Die Reise in den Westen Kapitel 5 – Lied 5: Das himmlische Zeichen

Nach Feuer und Glut, nach Prüfung und Nacht,
zeigt sich ein Zeichen, vom Himmel gebracht.
Kein Blitz, kein Donner, kein lauter Schrei –
nur ein Leuchten, klar und frei.

Die Wolken weichen, der Himmel lacht,
die Sterne tanzen in goldener Pracht.
Ein Funken des Lichts, so göttlich, so rein,
das Zeichen des Himmels – es tritt herein.

Das himmlische Zeichen, es weist uns den Weg,
durch Dunkel, durch Feuer, durch Prüfungen tief.
Es leuchtet im Herzen, es bleibt für immer,
ein ewiges Licht, ein göttlicher Schimmer.

Im Rauch der Vergangenheit strahlt nun das Neue,
die Seele erkennt, was wahr und treue.
Kein irdisches Auge versteht, was geschieht,
doch das Herz weiß leise: der Himmel sieht.

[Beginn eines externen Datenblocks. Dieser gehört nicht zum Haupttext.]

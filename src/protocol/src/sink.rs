use std::sync::mpsc::SyncSender;

use crate::pr_model::PrMesh;
use crate::user_event::{UpdateInfo, UserEvent};

/// Receiver of finished tube meshes. Uploading, presentation and any
/// further processing belong to the implementor.
pub trait RenderSink {
	fn submit(&mut self, mesh: PrMesh, info: UpdateInfo);
}

/// Keeps only the most recent mesh.
#[derive(Default)]
pub struct LatestSink {
	pub mesh: Option<PrMesh>,
	pub info: UpdateInfo,
	pub submitted: usize,
}

impl RenderSink for LatestSink {
	fn submit(&mut self, mesh: PrMesh, info: UpdateInfo) {
		self.mesh = Some(mesh);
		self.info = info;
		self.submitted += 1;
	}
}

/// Forwards meshes to another thread as `UserEvent::Update`. The channel
/// is bounded, so a slow receiver holds the producer back.
pub struct ChannelSink {
	tx: SyncSender<UserEvent>,
	closed: bool,
}

impl ChannelSink {
	pub fn new(tx: SyncSender<UserEvent>) -> Self {
		Self { tx, closed: false }
	}

	pub fn is_closed(&self) -> bool {
		self.closed
	}
}

impl RenderSink for ChannelSink {
	fn submit(&mut self, mesh: PrMesh, info: UpdateInfo) {
		if self.closed {
			return;
		}
		if self.tx.send(UserEvent::Update(mesh, info)).is_err() {
			tracing::debug!("render channel closed, dropping further meshes");
			self.closed = true;
		}
	}
}

#[cfg(test)]
mod test {
	use std::sync::mpsc::sync_channel;
	use std::sync::Arc;

	use super::*;
	use crate::pr_model::Aabb;
	use crate::V3;

	fn empty_mesh() -> PrMesh {
		PrMesh {
			vertices: vec![],
			indices: Arc::from(vec![0u32, 1, 2]),
			bounds: Aabb {
				min: V3::zeros(),
				max: V3::zeros(),
			},
		}
	}

	#[test]
	fn test_latest_sink_keeps_last() {
		let mut sink = LatestSink::default();
		for frame in 0..3 {
			let info = UpdateInfo {
				frame,
				..Default::default()
			};
			sink.submit(empty_mesh(), info);
		}
		assert_eq!(sink.submitted, 3);
		assert_eq!(sink.info.frame, 2);
		assert!(sink.mesh.is_some());
	}

	#[test]
	fn test_channel_sink_closes_quietly() {
		let (tx, rx) = sync_channel(1);
		let mut sink = ChannelSink::new(tx);
		sink.submit(empty_mesh(), UpdateInfo::default());
		match rx.recv().unwrap() {
			UserEvent::Update(mesh, _) => assert_eq!(mesh.triangle_count(), 1),
		}
		drop(rx);
		sink.submit(empty_mesh(), UpdateInfo::default());
		assert!(sink.is_closed());
	}
}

Die Götter senden ein goldenes Band,
das Pilger trägt von Land zu Land.
Kein Sturm, kein Zweifel, kein finsterer Schein
kann löschen, was ewig im Innern rein.

Das himmlische Zeichen, so klar, so hell,
führt uns hinaus aus Dunkel und Fell.
Es zeigt den Pilgern, was ewig bleibt,
ein göttliches Licht, das alles befreit.

Ein Stern fällt leise vom Firmament,
ein Gruß des Himmels, der alles kennt.
Ein Zeichen, das sagt: „Du bist nicht allein –
der Himmel wacht, du wirst bestehen, rein.“

Die Flamme des Schwurs erlischt nicht im Wind,
weil göttliche Hände die Hüter sind.
Das Zeichen zeigt, dass der Weg nicht endet,
sondern zum Ursprung zurück uns sendet.

Das himmlische Zeichen – im Feuer geboren,
vom Himmel gesandt, niemals verloren.
Es führt den Pilger, es trägt uns heim,
durch Dunkel, durch Nacht, ins Ewige rein.

Die Vögel singen, die Erde lauscht,
das himmlische Zeichen die Wunden tauscht.
Es heilt, es stärkt, es ruft uns fort,
zu göttlichen Welten, zum ewigen Ort.

„Pilger, dein Weg ist noch weit, doch klar,
der Himmel begleitet, er ist dir nah.
Dies Zeichen sei Licht in der dunkelsten Zeit,
der Himmel hat’s selbst für dich bereit.“

Das Zeichen im Himmel, es bleibt bestehn,
kein Feuer, kein Sturm kann es verwehn.
Es lebt in uns, es trägt uns fort,
zu göttlicher Heimat, zu himmlischem Ort.

Das himmlische Zeichen, so hell, so rein,
ein göttlicher Schwur, für immer dein.
Es führt die Pilger, es öffnet das Tor,
zum Himmel, zur Wahrheit, zum ewigen Chor.

Im Licht des Zeichens geh’n wir heim…
Ein himmlischer Schwur, er bleibt, er bleibt.
Das himmlische Zeichen – ein ewiges Lied,
das von der Liebe des Himmels spricht.